As the team reported in a paper in the May 9, 2010 online edition of Nature Photonics ("In situ wavefront correction and its application to micromanipulation"), they applied this novel method to the exciting field of optical trapping where their optimized system allowed them to hold microscopic objects with just a fraction of the power found in a laser pointer and trapped for the first time through highly turbulent media.
In section (a) we see a simulation of the image of the University crest that should be obtained by looking through a medium with no aberrations. In section (b) we see the experimental reality of the image being degraded by optical aberrations. However, after the light has been conditioned by the new scheme, the image of the University crest reappears in the experiment as shown in section (c). (Image: Optical Trapping Group, University of St Andrews)
"Any given optical field propagating through an optical system can be expressed as a composition of modes in an arbitrary orthogonal representation," Cizmar explains the principle of the technique. "Regardless of the optical system and the selected representation of the modes, optimal focusing is achieved if all the modes meet at a selected point in space with the same phase. The constructive interference between all of these modes would guarantee the highest achievable intensity at that point. However, in a real experimental set-up, the phase of a given mode at the selected point is randomized by sources of optical aberrations."
Cizmar describes the procedure: "First, we select one mode as a phase reference. This mode is kept on, and its phase remains unchanged during the entire procedure. We then progress to searching for the optimal phase shifts for each of the remaining modes, one by one. For each case we isolate the reference and the tested mode by turning the rest of the modes off, and we measure the intensity signal at the focal point while adjusting the phase of the tested mode. The optimal phase is set correctly when the intensity signal is maximal, showing that both modes arrive at the focal point with the same phase.

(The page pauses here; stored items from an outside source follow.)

impl LayoutScheduler {
    pub fn new(config: ViewConfig) -> Self {
        LayoutScheduler {
            config,
            next_handle: 0,
            active: None,
        }
    }

    pub fn config(&self) -> &ViewConfig {
        &self.config
    }

    pub fn is_running(&self) -> bool {
        self.active.is_some()
    }

    pub fn current(&self) -> Option<LayoutHandle> {
        self.active.as_ref().map(|a| a.handle)
    }

    /// Number of layouts started so far.
    pub fn started(&self) -> u64 {
        self.next_handle
    }

    /// Discard the in-flight layout, if any, releasing the nodes it pinned.
    pub fn stop<S: SceneSurface + ?Sized>(&mut self, scene: &mut S) {
        let Some(active) = self.active.take() else {
            return;
        };
        tracing::debug!(handle = active.handle.0, "Stopped layout");
        if scene.is_alive() {
            for id in &active.locked {
                scene.set_locked(id, false);
            }
        }
    }

    /// Carry out a planned action. Returns true when the scene has settled
    /// and positions should be saved.
    pub fn execute<S: SceneSurface + ?Sized>(
        &mut self,
        scene: &mut S,
        action: &LayoutAction,
        cache: &PositionCache,
    ) -> bool {
        if !scene.is_alive() {
            tracing::debug!(action = action.name(), "Skipping layout action on disposed scene");
            self.active = None;
            return false;
        }
        tracing::debug!(action = action.name(), "Executing layout action");

        match action {
            LayoutAction::Clear => {
                self.stop(scene);
                if !scene.is_empty() {
                    scene.clear();
                }
                false
            }
            LayoutAction::Restore => {
                self.stop(scene);
                let restored = cache.restore(scene);
                tracing::debug!("Restored {} cached positions", restored);
                fit_scene(scene, &self.config.viewport);
                true
            }
            LayoutAction::FullLayout => {
                let request = LayoutRequest {
                    fresh: true,
                    ..LayoutRequest::force(self.config.layout.full_iterations)
                };
                self.start(scene, request);
                true
            }
            LayoutAction::Scoped { restore, place, fit } => {
                self.stop(scene);
                for id in restore {
                    if let Some(point) = cache.get(id) {
                        scene.set_position(id, point);
                    }
                }
                if place.is_empty() {
                    if *fit {
                        fit_scene(scene, &self.config.viewport);
                    }
                } else {
                    let request = LayoutRequest {
                        place: Some(place.clone()),
                        fit: *fit,
                        ..LayoutRequest::force(self.config.layout.incremental_iterations)
                    };
                    self.start(scene, request);
                }
                true
            }
            LayoutAction::Refit => {
                fit_scene(scene, &self.config.viewport);
                false
            }
            LayoutAction::None => false,
        }
    }

    /// Lay out the displayed elements again after an exclude filter change.
    pub fn relayout_visible<S: SceneSurface + ?Sized>(&mut self, scene: &mut S) -> Option<LayoutHandle> {
        let request = LayoutRequest::force(self.config.layout.exclude_iterations);
        self.start(scene, request)
    }

    /// Start a user-requested, animated layout of the displayed elements.
    pub fn run_layout<S: SceneSurface + ?Sized>(&mut self, scene: &mut S, kind: LayoutKind) -> Option<LayoutHandle> {
        let request = LayoutRequest {
            kind,
            animate: true,
            ..LayoutRequest::force(self.config.layout.full_iterations)
        };
        self.start(scene, request)
    }

    /// Start a layout, superseding the current one.
    ///
    /// Non-animated requests complete before returning. Returns `None` when
    /// the scene is disposed.
    pub fn start<S: SceneSurface + ?Sized>(&mut self, scene: &mut S, request: LayoutRequest) -> Option<LayoutHandle> {
        self.stop(scene);
        if !scene.is_alive() {
            tracing::debug!("Skipping layout on disposed scene");
            return None;
        }

        self.next_handle += 1;
        let handle = LayoutHandle(self.next_handle);

        let mut locked = Vec::new();
        if let Some(place) = &request.place {
            for id in scene.node_ids() {
                if !place.contains(&id) && !scene.is_locked(&id) && scene.is_displayed(&id) {
                    scene.set_locked(&id, true);
                    locked.push(id);
                }
            }
        }

        // Filtered-out nodes this layout was meant to place.
        let hidden: BTreeSet<String> = match (&request.place, request.fresh) {
            (Some(place), _) => place.iter().filter(|id| !scene.is_displayed(id)).cloned().collect(),
            (None, true) => scene.node_ids().into_iter().filter(|id| !scene.is_displayed(id)).collect(),
            (None, false) => BTreeSet::new(),
        };

        let graph = LayoutGraph::from_scene(scene, |id| scene.is_displayed(id));
        tracing::debug!(
            handle = handle.0,
            kind = %request.kind,
            nodes = graph.len(),
            pinned = locked.len(),
            iterations = request.iterations,
            animate = request.animate,
            "Starting layout"
        );

        let motion = match request.kind {
            LayoutKind::Force => {
                let seed: HashSet<String> = match (&request.place, request.fresh) {
                    (Some(place), _) => place.iter().cloned().collect(),
                    (None, true) => graph.ids().map(str::to_string).collect(),
                    (None, false) => HashSet::new(),
                };
                let settings = ForceSettings::from_config(&self.config.layout, request.iterations);
                let anchor = scene.viewport().center;
                Motion::Force(Box::new(ForceLayout::new(graph, settings, &seed, anchor)))
            }
            LayoutKind::Circle | LayoutKind::Grid => {
                let from: Vec<(String, Point)> =
                    graph.movable_positions().map(|(id, p)| (id.to_string(), p)).collect();
                let ids: Vec<String> = from.iter().map(|(id, _)| id.clone()).collect();
                let center = Point::centroid(from.iter().map(|(_, p)| *p)).unwrap_or(scene.viewport().center);
                let to = if request.kind == LayoutKind::Circle {
                    circle_positions(&ids, center)
                } else {
                    grid_positions(&ids, center)
                };
                Motion::Tween {
                    from,
                    to,
                    frame: 0,
                    frames: self.config.animation.tween_frames.max(1),
                }
            }
        };

        let mut active = ActiveLayout {
            handle,
            motion,
            locked,
            hidden,
            fit: request.fit,
        };

        if request.animate {
            self.active = Some(active);
            return Some(handle);
        }

        match &mut active.motion {
            Motion::Force(layout) => {
                layout.run();
                layout.graph().write_to(scene);
            }
            Motion::Tween { to, .. } => {
                for (id, point) in to.iter() {
                    scene.set_position(id, *point);
                }
            }
        }
        self.finish(scene, active);
        Some(handle)
    }

    /// Advance the animated layout by one frame.
    pub fn tick<S: SceneSurface + ?Sized>(&mut self, scene: &mut S) -> TickOutcome {
        let Some(mut active) = self.active.take() else {
            return TickOutcome::Idle;
        };
        if !scene.is_alive() {
            tracing::debug!(handle = active.handle.0, "Dropping layout of disposed scene");
            return TickOutcome::Idle;
        }

        let done = match &mut active.motion {
            Motion::Force(layout) => {
                let done = layout.step(self.config.animation.frame_iterations.max(1));
                layout.graph().write_to(scene);
                done
            }
            Motion::Tween { from, to, frame, frames } => {
                *frame += 1;
                let t = (*frame as f64 / *frames as f64).min(1.0);
                let eased = t * t * (3.0 - 2.0 * t);
                for ((id, a), (_, b)) in from.iter().zip(to.iter()) {
                    scene.set_position(id, Point::new(a.x + (b.x - a.x) * eased, a.y + (b.y - a.y) * eased));
                }
                *frame >= *frames
            }
        };

        let handle = active.handle;
        if done {
            self.finish(scene, active);
            TickOutcome::Finished(handle)
        } else {
            self.active = Some(active);
            TickOutcome::Running(handle)
        }
    }

    fn finish<S: SceneSurface + ?Sized>(&mut self, scene: &mut S, active: ActiveLayout) {
        for id in &active.locked {
            scene.set_locked(id, false);
        }
        if !active.hidden.is_empty() {
            let anchor = scene.viewport().center;
            place_beside_neighbours(scene, &active.hidden, anchor, self.config.layout.ideal_edge_length);
        }
        if active.fit {
            fit_scene(scene, &self.config.viewport);
        }
        tracing::debug!(handle = active.handle.0, "Layout finished");
    }
}

#[cfg(test)]
mod tests {
    use super::*;
    use crate::diff::{SceneIds, compute_diff};
    use crate::model::{GraphEdge, GraphNode};
    use crate::scene::MemoryScene;

    fn nodes(ids: &[&str]) -> Vec<GraphNode> {
        ids.iter().map(|id| GraphNode::new(*id, "Service", *id)).collect()
    }

    fn populate(scene: &mut MemoryScene, ids: &[&str], edges: &[GraphEdge]) -> GraphDiff {
        let diff = compute_diff(&scene.ids(), &nodes(ids), edges);
        scene.apply_diff(&diff);
        diff
    }

    fn small_config() -> ViewConfig {
        let mut config = ViewConfig::default();
        config.layout.full_iterations = 200;
        config.layout.incremental_iterations = 200;
        config.layout.exclude_iterations = 100;
        config.animation.frame_iterations = 50;
        config.animation.tween_frames = 4;
        config
    }

    #[test]
    fn test_plan_first_population() {
        let diff = compute_diff(&SceneIds::default(), &nodes(&["a", "b"]), &[]);
        assert_eq!(plan(true, false, &diff, &PositionCache::new()), LayoutAction::FullLayout);

        let all: PositionCache = [("a".to_string(), Point::ORIGIN), ("b".to_string(), Point::ORIGIN)]
            .into_iter()
            .collect();
        assert_eq!(plan(true, false, &diff, &all), LayoutAction::Restore);

        let some: PositionCache = [("a".to_string(), Point::ORIGIN)].into_iter().collect();
        assert_eq!(
            plan(true, false, &diff, &some),
            LayoutAction::Scoped {
                restore: BTreeSet::from(["a".to_string()]),
                place: BTreeSet::from(["b".to_string()]),
                fit: true,
            }
        );
    }

    #[test]
    fn test_plan_incremental_cases() {
        let live = SceneIds::new(["a", "b"], Vec::<String>::new());
        let cache = PositionCache::new();

        let grow = compute_diff(&live, &nodes(&["a", "b", "c"]), &[]);
        assert!(matches!(plan(false, false, &grow, &cache), LayoutAction::Scoped { fit: false, .. }));

        let shrink = compute_diff(&live, &nodes(&["a"]), &[]);
        assert_eq!(plan(false, false, &shrink, &cache), LayoutAction::Refit);

        let same = compute_diff(&live, &nodes(&["a", "b"]), &[]);
        assert_eq!(plan(false, false, &same, &cache), LayoutAction::None);

        let empty = compute_diff(&live, &[], &[]);
        assert_eq!(plan(false, true, &empty, &cache), LayoutAction::Clear);
    }

    #[test]
    fn test_scoped_layout_keeps_existing_nodes_fixed() {
        let mut scene = MemoryScene::new(800.0, 600.0);
        let mut scheduler = LayoutScheduler::new(small_config());
        let cache = PositionCache::new();

        let diff = populate(&mut scene, &["a", "b"], &[GraphEdge::new("a", "b", "calls")]);
        let action = plan(true, false, &diff, &cache);
        assert!(scheduler.execute(&mut scene, &action, &cache));
        let before = scene.positions();

        let edges = [GraphEdge::new("a", "b", "calls"), GraphEdge::new("b", "c", "calls")];
        let diff = populate(&mut scene, &["a", "b", "c"], &edges);
        let action = plan(false, false, &diff, &cache);
        assert!(scheduler.execute(&mut scene, &action, &cache));

        assert_eq!(scene.position("a"), before.get("a").copied());
        assert_eq!(scene.position("b"), before.get("b").copied());
        assert_ne!(scene.position("c"), Some(Point::ORIGIN));
        assert!(!scene.is_locked("a"));
        assert!(!scene.is_locked("b"));
    }

    #[test]
    fn test_new_layout_supersedes_running_one() {
        let mut scene = MemoryScene::new(800.0, 600.0);
        populate(&mut scene, &["a", "b", "c"], &[]);
        let mut scheduler = LayoutScheduler::new(small_config());

        let first = scheduler.run_layout(&mut scene, LayoutKind::Force).unwrap();
        assert_eq!(scheduler.tick(&mut scene), TickOutcome::Running(first));
        let second = scheduler.run_layout(&mut scene, LayoutKind::Grid).unwrap();
        assert_ne!(first, second);
        assert_eq!(scheduler.current(), Some(second));

        let mut outcome = TickOutcome::Idle;
        for _ in 0..4 {
            outcome = scheduler.tick(&mut scene);
        }
        assert_eq!(outcome, TickOutcome::Finished(second));
        assert!(!scheduler.is_running());
        assert_eq!(scheduler.tick(&mut scene), TickOutcome::Idle);
    }

    #[test]
    fn test_disposed_scene_is_never_touched() {
        let mut scene = MemoryScene::new(800.0, 600.0);
        populate(&mut scene, &["a", "b"], &[]);
        let mut scheduler = LayoutScheduler::new(small_config());
        scheduler.run_layout(&mut scene, LayoutKind::Circle).unwrap();

        scene.dispose();
        assert_eq!(scheduler.tick(&mut scene), TickOutcome::Idle);
        assert!(!scheduler.is_running());
        assert!(scheduler.run_layout(&mut scene, LayoutKind::Force).is_none());
        assert!(!scheduler.execute(&mut scene, &LayoutAction::FullLayout, &PositionCache::new()));
        assert_eq!(scene.position("a"), Some(Point::ORIGIN));
    }

    #[test]
    fn test_restore_uses_cache_without_layout() {
        let mut scene = MemoryScene::new(800.0, 600.0);
        let diff = populate(&mut scene, &["a", "b"], &[]);
        let cache: PositionCache = [
            ("a".to_string(), Point::new(10.0, 10.0)),
            ("b".to_string(), Point::new(50.0, 10.0)),
        ]
        .into_iter()
        .collect();
        let mut scheduler = LayoutScheduler::new(small_config());

        let action = plan(true, false, &diff, &cache);
        assert!(scheduler.execute(&mut scene, &action, &cache));
        assert_eq!(scheduler.started(), 0);
        assert_eq!(scene.position("b"), Some(Point::new(50.0, 10.0)));
        assert_eq!(scene.viewport().center, Point::new(30.0, 10.0));
    }
}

Once this is achieved for all modes, we can produce the optimal focus by turning all the modes on at the same time with the optimal phase shift applied to each of them."
Having already shown the applicability of their method to optical micromanipulation, the team is confident that it also should find widespread application in imaging, microrheology of colloidal and biological systems, fibre-optics, nanofabrication and other biophotonics methods.
According to Cizmar, one caveat is that presently the method is relatively slow – certainly too slow to be used for in vivo applications – and so it is applicable for time-invariant distortions only.
"We are currently working on several routes to minimize the time necessary for the optimization into sub-second intervals that could introduce massive exploitations of these methods in life science applications" he says. "Our future applications might involve true in vivo trapping, studies and probing of colloidal objects that are embedded deep within an artificial structure, or studies of microrheology in difficult biomedical scenarios."